My initial thought when Giancarlo Stanton made contact with a first-inning pitch from Max Scherzer, which resulted in a two-run home run and 2-0 Yankees lead: Game over. Sure, it might have been a bit premature to think the Yankees had already clinched a victory in the first few minutes of the first inning of the first game of the season against the defending champion Nationals with the Nationals having yet to bat, but it really wasn’t. Not when you know the Yankees have Gerrit Cole pitching. Thursday night’s season-opening, rain-shortened 4-1 win for the Yankees felt even easier than their 2019 Opening Day win over the eventual 108-loss Orioles felt, and it was all because of the combination of scoring first and having Cole on the mound.

Michael Kay frequently mentions the old adage that a starting pitching will have great stuff in one-third of their starts, bad stuff in one-third of their starts and will have average stuff with the need to grind through the other one-third of their starts. I don’t know that Cole ever truly has “bad” stuff, and the adage clearly didn’t apply to him in 2019 with Houston when he finished the season 16-0, but on Thursday night, Cole was teetering on the border of having bad stuff and needing to grind though the start, and somehow he finished the game by allowing one hit and one earned run over five innings.

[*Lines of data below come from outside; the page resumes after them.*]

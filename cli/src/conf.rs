use crate::{command_title, display::json_output, loading, prelude::*};

#[derive(Args, Clone, Debug)]
pub(crate) struct ConfCommand {
    #[arg(
        long = "tools.metadata-url",
        help = "Set the URL of the coin metadata tools",
        value_name = "URL"
    )]
    tools_metadata_url: Option<Url>,
    #[arg(
        long = "tools.pinning-url",
        help = "Set the URL of the IPFS pinning tools",
        value_name = "URL"
    )]
    tools_pinning_url: Option<Url>,
    #[arg(
        long = "tools.coins-url",
        help = "Set the URL of the coin minting tools",
        value_name = "URL"
    )]
    tools_coins_url: Option<Url>,
    #[arg(
        long = "wallet.account",
        help = "Set the wallet account paying for coin creation",
        value_name = "ADDR",
        value_parser = ValueParser::from(|s: &str| s.parse::<EvmAddress>())
    )]
    wallet_account: Option<EvmAddress>,
    #[arg(
        long = "wallet.session",
        help = "Set the wallet session token the coin factory signs with",
        value_name = "TOKEN"
    )]
    wallet_session: Option<String>,
    /// Hidden argument used for testing to set the path of the configuration
    /// file.
    #[arg(
        long = "conf-path",
        hide = true,
        default_value = CLI_CONF_PATH,
        value_parser = ValueParser::from(expand_tilde)
    )]
    conf_path: PathBuf,
}

/// Handle the provided conf command. The [ConfCommand] instance is passed from
/// [crate::main].
pub(crate) async fn handle(
    ConfCommand {
        tools_metadata_url,
        tools_pinning_url,
        tools_coins_url,
        wallet_account,
        wallet_session,
        conf_path,
    }: ConfCommand,
) -> AnyResult<CliConf, BlogcoinCliError> {
    let mut conf = CliConf::load_from_path_or_default(&conf_path)
        .await
        .map_err(BlogcoinCliError::Any)?;

    // If all fields are None, we just want to display the current configuration.
    if tools_metadata_url.is_none()
        && tools_pinning_url.is_none()
        && tools_coins_url.is_none()
        && wallet_account.is_none()
        && wallet_session.is_none()
    {
        command_title!("Current BlogCoin CLI Configuration");

        if !JSON_MODE.load(Ordering::Relaxed) {
            println!("{:#?}", conf);
        }

        json_output(&conf)?;

        return Ok(conf);
    }

    command_title!("Updating BlogCoin CLI Configuration");

    let conf_handle = loading!("Updating configuration...");

    if let Some(url) = tools_metadata_url {
        conf.tools.metadata_url = url.to_string();
    }

    if let Some(url) = tools_pinning_url {
        conf.tools.pinning_url = url.to_string();
    }

    if let Some(url) = tools_coins_url {
        conf.tools.coins_url = url.to_string();
    }

    conf.wallet.account = wallet_account.or(conf.wallet.account);
    conf.wallet.session = wallet_session.map(Secret::new).or(conf.wallet.session);

    match conf.save(&conf_path).await {
        Ok(()) => {
            conf_handle.success();

            json_output(&conf)?;

            Ok(conf)
        }
        Err(e) => {
            conf_handle.error();

            Err(BlogcoinCliError::Any(e))
        }
    }
}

For as weird as it was to see Cole wearing the Yankees’ road gray uniform, it was even weirder to see him unable to throw strikes. Cole was missing with every pitch early on, going to a 3-1 count against the Nationals’ leadoff hitter Trea Turner before Turner helped him out by swinging at what would have been ball 4. Cole then fell behind Adam Eaton 2-0, and after evening up the count, Eaton was able to barely stay alive by just making contact on a third straight foul ball. The seventh pitch of the at-bat ended up in the seats for a home run.

For a brief moment, I had flashbacks of CC Sabathia losing in Baltimore on Opening Day 2009 in his Yankees debut before remembering Anthony Rendon is no longer a National, Juan Soto is currently out and Starlin Castro would be batting third in the game. Even though Cole would throw a first-pitch ball to three of the four hitters in the first inning (Castro, like always, swung at the first pitch of his at-bat), he was able to get through the inning and the top of the Nationals lineup (though their “top” was exactly a top) with just the one mistake to Eaton.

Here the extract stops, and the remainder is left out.